+++ DATASET CONTENT

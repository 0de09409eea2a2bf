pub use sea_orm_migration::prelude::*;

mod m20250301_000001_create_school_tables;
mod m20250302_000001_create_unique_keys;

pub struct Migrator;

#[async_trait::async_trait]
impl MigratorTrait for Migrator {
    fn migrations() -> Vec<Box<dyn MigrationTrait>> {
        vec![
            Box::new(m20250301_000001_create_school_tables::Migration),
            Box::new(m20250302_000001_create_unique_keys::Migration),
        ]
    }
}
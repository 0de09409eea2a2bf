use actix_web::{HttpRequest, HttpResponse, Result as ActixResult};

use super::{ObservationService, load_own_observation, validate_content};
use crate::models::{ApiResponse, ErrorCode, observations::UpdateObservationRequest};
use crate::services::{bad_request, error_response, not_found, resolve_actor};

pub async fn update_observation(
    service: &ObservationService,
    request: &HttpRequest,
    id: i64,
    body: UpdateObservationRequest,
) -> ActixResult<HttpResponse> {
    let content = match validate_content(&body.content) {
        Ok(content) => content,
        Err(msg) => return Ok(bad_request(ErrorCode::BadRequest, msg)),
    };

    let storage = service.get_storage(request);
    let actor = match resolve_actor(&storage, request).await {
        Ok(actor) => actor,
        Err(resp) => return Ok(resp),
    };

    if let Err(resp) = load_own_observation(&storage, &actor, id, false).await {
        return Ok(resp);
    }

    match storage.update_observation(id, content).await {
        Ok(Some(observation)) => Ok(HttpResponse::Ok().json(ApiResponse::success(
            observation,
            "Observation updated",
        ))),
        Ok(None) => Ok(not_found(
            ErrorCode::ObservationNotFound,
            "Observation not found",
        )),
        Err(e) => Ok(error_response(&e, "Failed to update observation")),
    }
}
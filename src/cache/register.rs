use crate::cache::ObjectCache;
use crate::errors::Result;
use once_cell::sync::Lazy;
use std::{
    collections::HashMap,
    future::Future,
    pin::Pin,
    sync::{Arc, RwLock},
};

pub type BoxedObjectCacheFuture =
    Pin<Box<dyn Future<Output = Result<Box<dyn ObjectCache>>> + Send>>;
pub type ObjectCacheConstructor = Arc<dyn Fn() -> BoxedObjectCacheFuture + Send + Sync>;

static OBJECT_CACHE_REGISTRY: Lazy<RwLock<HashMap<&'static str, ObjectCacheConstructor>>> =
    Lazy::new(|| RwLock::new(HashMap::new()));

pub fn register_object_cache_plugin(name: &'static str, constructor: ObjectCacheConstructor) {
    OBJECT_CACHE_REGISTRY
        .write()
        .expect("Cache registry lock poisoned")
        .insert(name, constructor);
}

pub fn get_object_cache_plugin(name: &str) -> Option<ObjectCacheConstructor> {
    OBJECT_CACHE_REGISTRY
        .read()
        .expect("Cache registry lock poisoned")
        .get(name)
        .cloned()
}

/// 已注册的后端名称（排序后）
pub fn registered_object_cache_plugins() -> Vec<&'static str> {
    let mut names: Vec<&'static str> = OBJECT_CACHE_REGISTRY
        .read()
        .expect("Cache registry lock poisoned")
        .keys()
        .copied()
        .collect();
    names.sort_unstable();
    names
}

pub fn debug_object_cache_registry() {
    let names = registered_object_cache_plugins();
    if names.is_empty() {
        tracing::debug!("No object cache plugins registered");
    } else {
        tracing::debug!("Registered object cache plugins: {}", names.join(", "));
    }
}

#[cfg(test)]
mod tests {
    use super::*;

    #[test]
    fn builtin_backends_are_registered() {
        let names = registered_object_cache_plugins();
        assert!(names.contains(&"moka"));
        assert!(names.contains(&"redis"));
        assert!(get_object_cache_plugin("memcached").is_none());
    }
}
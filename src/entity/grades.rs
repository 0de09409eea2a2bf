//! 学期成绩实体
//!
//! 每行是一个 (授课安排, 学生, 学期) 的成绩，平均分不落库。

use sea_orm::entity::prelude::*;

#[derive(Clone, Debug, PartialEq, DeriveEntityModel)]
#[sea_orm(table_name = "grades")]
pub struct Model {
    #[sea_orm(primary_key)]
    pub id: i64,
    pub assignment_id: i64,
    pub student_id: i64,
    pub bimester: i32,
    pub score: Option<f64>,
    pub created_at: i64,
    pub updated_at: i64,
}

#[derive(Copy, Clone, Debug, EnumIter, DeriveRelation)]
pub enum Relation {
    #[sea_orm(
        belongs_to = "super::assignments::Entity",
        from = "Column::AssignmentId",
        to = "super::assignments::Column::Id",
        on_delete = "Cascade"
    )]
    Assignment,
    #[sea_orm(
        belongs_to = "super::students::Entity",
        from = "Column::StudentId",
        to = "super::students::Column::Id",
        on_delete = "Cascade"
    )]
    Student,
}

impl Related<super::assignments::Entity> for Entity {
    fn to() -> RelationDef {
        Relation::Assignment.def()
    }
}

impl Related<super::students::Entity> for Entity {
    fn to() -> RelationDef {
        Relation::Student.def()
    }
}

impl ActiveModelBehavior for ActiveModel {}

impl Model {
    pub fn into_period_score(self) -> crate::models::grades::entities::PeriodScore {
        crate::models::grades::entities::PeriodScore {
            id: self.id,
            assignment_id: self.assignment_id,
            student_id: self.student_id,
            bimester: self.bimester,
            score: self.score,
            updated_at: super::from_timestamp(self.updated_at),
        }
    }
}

++++++

TASK: Copy each line of the listing in which the word "await" can be found.

SOLUTION TO THE EXERCISE:
    let actor = match resolve_actor(&storage, request).await {
    if let Err(resp) = load_own_observation(&storage, &actor, id, false).await {
    match storage.update_observation(id, content).await {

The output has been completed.